[[ GIVEN ENTRIES open ]]
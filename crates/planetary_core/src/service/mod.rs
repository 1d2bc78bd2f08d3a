//! Core use-case services.
//!
//! # Responsibility
//! - Orchestrate repository calls into API-facing use-cases.
//! - Keep the API layer decoupled from storage details.

pub mod record_service;
//! Mission repository contract and SQLite implementation.
//!
//! # Invariants
//! - Parent existence is enforced by storage foreign keys; a dangling
//!   `planet_id`/`scientist_id` surfaces as `RepoError::Integrity`.
//! - Listing is ordered by `id ASC`.

use crate::model::mission::Mission;
use crate::model::validation::RecordId;
use crate::repo::error::{RepoError, RepoResult};
use crate::repo::sqlite::{pagination_clause, SqliteRepository};
use rusqlite::types::Value;
use rusqlite::{params, params_from_iter, Row};

const MISSION_SELECT_SQL: &str = "SELECT
    id,
    name,
    planet_id,
    scientist_id
FROM missions";

/// Query options for listing missions.
#[derive(Debug, Clone, Default, PartialEq, Eq)]
pub struct MissionListQuery {
    pub planet_id: Option<RecordId>,
    pub scientist_id: Option<RecordId>,
    pub limit: Option<u32>,
    pub offset: u32,
}

/// Repository interface for mission CRUD.
pub trait MissionRepository {
    fn create_mission(&self, mission: &Mission) -> RepoResult<RecordId>;
    fn update_mission(&self, mission: &Mission) -> RepoResult<()>;
    fn get_mission(&self, id: RecordId) -> RepoResult<Option<Mission>>;
    fn list_missions(&self, query: &MissionListQuery) -> RepoResult<Vec<Mission>>;
    fn delete_mission(&self, id: RecordId) -> RepoResult<()>;
}

impl MissionRepository for SqliteRepository<'_> {
    fn create_mission(&self, mission: &Mission) -> RepoResult<RecordId> {
        self.conn.execute(
            "INSERT INTO missions (name, planet_id, scientist_id) VALUES (?1, ?2, ?3);",
            params![mission.name(), mission.planet_id(), mission.scientist_id()],
        )?;
        Ok(self.conn.last_insert_rowid())
    }

    fn update_mission(&self, mission: &Mission) -> RepoResult<()> {
        let id = mission.id().ok_or(RepoError::Unsaved("mission"))?;
        let changed = self.conn.execute(
            "UPDATE missions
             SET
                name = ?1,
                planet_id = ?2,
                scientist_id = ?3
             WHERE id = ?4;",
            params![mission.name(), mission.planet_id(), mission.scientist_id(), id],
        )?;

        if changed == 0 {
            return Err(RepoError::NotFound {
                entity: "mission",
                id,
            });
        }

        Ok(())
    }

    fn get_mission(&self, id: RecordId) -> RepoResult<Option<Mission>> {
        let mut stmt = self
            .conn
            .prepare(&format!("{MISSION_SELECT_SQL} WHERE id = ?1;"))?;
        let mut rows = stmt.query([id])?;
        if let Some(row) = rows.next()? {
            return Ok(Some(parse_mission_row(row)?));
        }
        Ok(None)
    }

    fn list_missions(&self, query: &MissionListQuery) -> RepoResult<Vec<Mission>> {
        let mut sql = format!("{MISSION_SELECT_SQL} WHERE 1 = 1");
        let mut bind_values: Vec<Value> = Vec::new();

        if let Some(planet_id) = query.planet_id {
            sql.push_str(" AND planet_id = ?");
            bind_values.push(Value::Integer(planet_id));
        }

        if let Some(scientist_id) = query.scientist_id {
            sql.push_str(" AND scientist_id = ?");
            bind_values.push(Value::Integer(scientist_id));
        }

        sql.push_str(" ORDER BY id ASC");
        sql.push_str(&pagination_clause(query.limit, query.offset));

        let mut stmt = self.conn.prepare(&sql)?;
        let mut rows = stmt.query(params_from_iter(bind_values))?;
        let mut missions = Vec::new();
        while let Some(row) = rows.next()? {
            missions.push(parse_mission_row(row)?);
        }
        Ok(missions)
    }

    fn delete_mission(&self, id: RecordId) -> RepoResult<()> {
        let changed = self
            .conn
            .execute("DELETE FROM missions WHERE id = ?1;", [id])?;

        if changed == 0 {
            return Err(RepoError::NotFound {
                entity: "mission",
                id,
            });
        }

        Ok(())
    }
}

fn parse_mission_row(row: &Row<'_>) -> RepoResult<Mission> {
    let id: RecordId = row.get("id")?;
    let name: Option<String> = row.get("name")?;
    let planet_id: Option<RecordId> = row.get("planet_id")?;
    let scientist_id: Option<RecordId> = row.get("scientist_id")?;
    let mission = Mission::new(name, planet_id, scientist_id)
        .map_err(|err| RepoError::InvalidData(format!("missions row {id}: {err}")))?;
    Ok(mission.with_id(id))
}
//! Planet record.
//!
//! Planets carry no required fields; every column is optional.

use crate::model::deserialize_present;
use crate::model::validation::RecordId;
use serde::{Deserialize, Serialize};

/// Celestial body that owns zero or more missions.
#[derive(Debug, Clone, Default, PartialEq, Eq, Serialize, Deserialize)]
pub struct Planet {
    /// Storage-generated id. Ignored on deserialization.
    #[serde(skip_deserializing)]
    pub(crate) id: Option<RecordId>,
    pub name: Option<String>,
    pub distance_from_earth: Option<i64>,
    pub nearest_star: Option<String>,
}

/// Partial update for a planet.
///
/// Absent keys are left untouched; explicit `null` clears the field.
#[derive(Debug, Clone, Default, PartialEq, Eq, Deserialize)]
#[serde(deny_unknown_fields)]
pub struct PlanetPatch {
    #[serde(default, deserialize_with = "deserialize_present")]
    pub name: Option<Option<String>>,
    #[serde(default, deserialize_with = "deserialize_present")]
    pub distance_from_earth: Option<Option<i64>>,
    #[serde(default, deserialize_with = "deserialize_present")]
    pub nearest_star: Option<Option<String>>,
}

impl Planet {
    /// Creates an unsaved planet with only a name.
    pub fn named(name: impl Into<String>) -> Self {
        Self {
            name: Some(name.into()),
            ..Self::default()
        }
    }

    pub(crate) fn with_id(mut self, id: RecordId) -> Self {
        self.id = Some(id);
        self
    }

    /// Storage id, `None` until the planet is inserted.
    pub fn id(&self) -> Option<RecordId> {
        self.id
    }

    /// Applies a partial update. Planets have no validated fields.
    pub fn apply_patch(&mut self, patch: PlanetPatch) {
        if let Some(name) = patch.name {
            self.name = name;
        }
        if let Some(distance) = patch.distance_from_earth {
            self.distance_from_earth = distance;
        }
        if let Some(star) = patch.nearest_star {
            self.nearest_star = star;
        }
    }
}
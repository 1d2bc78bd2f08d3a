//! Repository layer abstractions and persistence implementations.
//!
//! # Responsibility
//! - Define per-entity data access contracts.
//! - Isolate SQLite query details from service orchestration.
//! - Resolve relationships (planet/scientist ↔ missions) by explicit query.
//!
//! # Invariants
//! - Records reach storage only after passing model validation.
//! - Repository APIs return semantic errors (`NotFound`, `Integrity`) in
//!   addition to DB transport errors.

pub mod error;
pub mod mission_repo;
pub mod planet_repo;
pub mod relation;
pub mod scientist_repo;
pub mod sqlite;

/// Pagination options shared by list operations.
#[derive(Debug, Clone, Copy, Default, PartialEq, Eq)]
pub struct ListQuery {
    pub limit: Option<u32>,
    pub offset: u32,
}
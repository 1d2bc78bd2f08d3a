//! Runtime configuration resolved from the environment.
//!
//! # Invariants
//! - Blank or unset variables fall back to defaults; resolution never fails.
//! - Defaults live under the OS temp directory.

use crate::logging::default_log_level;
use std::path::PathBuf;

pub const DB_PATH_ENV: &str = "PLANETARY_DB_PATH";
pub const LOG_LEVEL_ENV: &str = "PLANETARY_LOG_LEVEL";
pub const LOG_DIR_ENV: &str = "PLANETARY_LOG_DIR";

const DEFAULT_DB_FILE_NAME: &str = "planetary.sqlite3";
const DEFAULT_LOG_DIR_NAME: &str = "planetary-logs";

/// Resolved settings for opening storage and logging.
#[derive(Debug, Clone, PartialEq, Eq)]
pub struct CoreConfig {
    pub db_path: PathBuf,
    pub log_level: String,
    pub log_dir: PathBuf,
}

impl CoreConfig {
    /// Resolves configuration from process environment variables.
    pub fn from_env() -> Self {
        Self::from_lookup(|key| std::env::var(key).ok())
    }

    /// Resolves configuration through `lookup`, which maps a variable name
    /// to its raw value.
    pub fn from_lookup(lookup: impl Fn(&str) -> Option<String>) -> Self {
        let non_blank = |key: &str| {
            lookup(key)
                .map(|raw| raw.trim().to_string())
                .filter(|value| !value.is_empty())
        };

        Self {
            db_path: non_blank(DB_PATH_ENV)
                .map(PathBuf::from)
                .unwrap_or_else(|| std::env::temp_dir().join(DEFAULT_DB_FILE_NAME)),
            log_level: non_blank(LOG_LEVEL_ENV)
                .unwrap_or_else(|| default_log_level().to_string()),
            log_dir: non_blank(LOG_DIR_ENV)
                .map(PathBuf::from)
                .unwrap_or_else(|| std::env::temp_dir().join(DEFAULT_LOG_DIR_NAME)),
        }
    }
}

#[cfg(test)]
mod tests {
    use super::{CoreConfig, DB_PATH_ENV, LOG_DIR_ENV, LOG_LEVEL_ENV};
    use crate::logging::default_log_level;
    use std::collections::HashMap;
    use std::path::PathBuf;

    #[test]
    fn explicit_values_win() {
        let vars = HashMap::from([
            (DB_PATH_ENV, "/srv/planetary/app.sqlite3"),
            (LOG_LEVEL_ENV, "warn"),
            (LOG_DIR_ENV, "/var/log/planetary"),
        ]);
        let config = CoreConfig::from_lookup(|key| vars.get(key).map(|value| value.to_string()));

        assert_eq!(config.db_path, PathBuf::from("/srv/planetary/app.sqlite3"));
        assert_eq!(config.log_level, "warn");
        assert_eq!(config.log_dir, PathBuf::from("/var/log/planetary"));
    }

    #[test]
    fn blank_values_fall_back_to_defaults() {
        let config = CoreConfig::from_lookup(|key| {
            (key == DB_PATH_ENV).then(|| "   ".to_string())
        });

        assert_eq!(
            config.db_path,
            std::env::temp_dir().join("planetary.sqlite3")
        );
        assert_eq!(config.log_level, default_log_level());
        assert!(config.log_dir.ends_with("planetary-logs"));
    }
}
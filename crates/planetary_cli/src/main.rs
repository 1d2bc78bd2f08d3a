//! CLI smoke entry point.
//!
//! # Responsibility
//! - Verify `planetary_core` linkage against a real database file.
//! - Walk one create/serialize/cascade-delete cycle and print the results.

use log::info;
use planetary_core::db::open_db;
use planetary_core::{
    init_logging_from_config, CoreConfig, MissionDraft, Planet, RecordService, ScientistDraft,
    ServiceError, SqliteRepository,
};
use std::process::ExitCode;

fn main() -> ExitCode {
    println!("planetary_core ping={}", planetary_core::ping());
    println!("planetary_core version={}", planetary_core::core_version());

    let config = CoreConfig::from_env();
    if let Err(err) = init_logging_from_config(&config) {
        // Logging is optional for the smoke run.
        eprintln!("logging disabled: {err}");
    }

    match run(&config) {
        Ok(()) => ExitCode::SUCCESS,
        Err(message) => {
            eprintln!("smoke run failed: {message}");
            ExitCode::FAILURE
        }
    }
}

fn run(config: &CoreConfig) -> Result<(), String> {
    let conn = open_db(&config.db_path).map_err(|err| err.to_string())?;
    let repo = SqliteRepository::try_new(&conn).map_err(|err| err.to_string())?;
    let service = RecordService::new(repo);
    info!(
        "event=cli_smoke module=cli status=start db_path={}",
        config.db_path.display()
    );

    smoke_cycle(&service).map_err(|err| err.to_string())
}

fn smoke_cycle(service: &RecordService<SqliteRepository<'_>>) -> Result<(), ServiceError> {
    let mut mars = Planet::named("Mars");
    mars.distance_from_earth = Some(225);
    mars.nearest_star = Some("Sun".to_string());
    let mars = service.create_planet(&mars)?;

    let ada = service.create_scientist(ScientistDraft {
        name: Some("Ada".to_string()),
        field_of_study: Some("Astrophysics".to_string()),
    })?;
    let survey = service.create_mission(MissionDraft {
        name: Some("Survey".to_string()),
        planet_id: mars.id(),
        scientist_id: ada.id(),
    })?;

    println!("planet={}", service.to_json(&mars)?);
    println!("mission={}", service.to_json(&survey)?);

    let Some(mars_id) = mars.id() else {
        return Ok(());
    };
    let report = service.delete_planet(mars_id)?;
    println!(
        "deleted planet={} missions={:?}",
        mars_id, report.deleted_missions
    );

    // Leave the database as it was, minus the sequence advance.
    if let Some(ada_id) = ada.id() {
        service.delete_scientist(ada_id)?;
    }

    info!("event=cli_smoke module=cli status=ok");
    Ok(())
}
[[ GIVEN ENTRIES closed ]]
REQUIREMENT:
Search the entries for the string "rusqlite" and collect each line that has it.

SOLUTION FOR THIS TASK:
use rusqlite::types::Value;
use rusqlite::{params, params_from_iter, Row};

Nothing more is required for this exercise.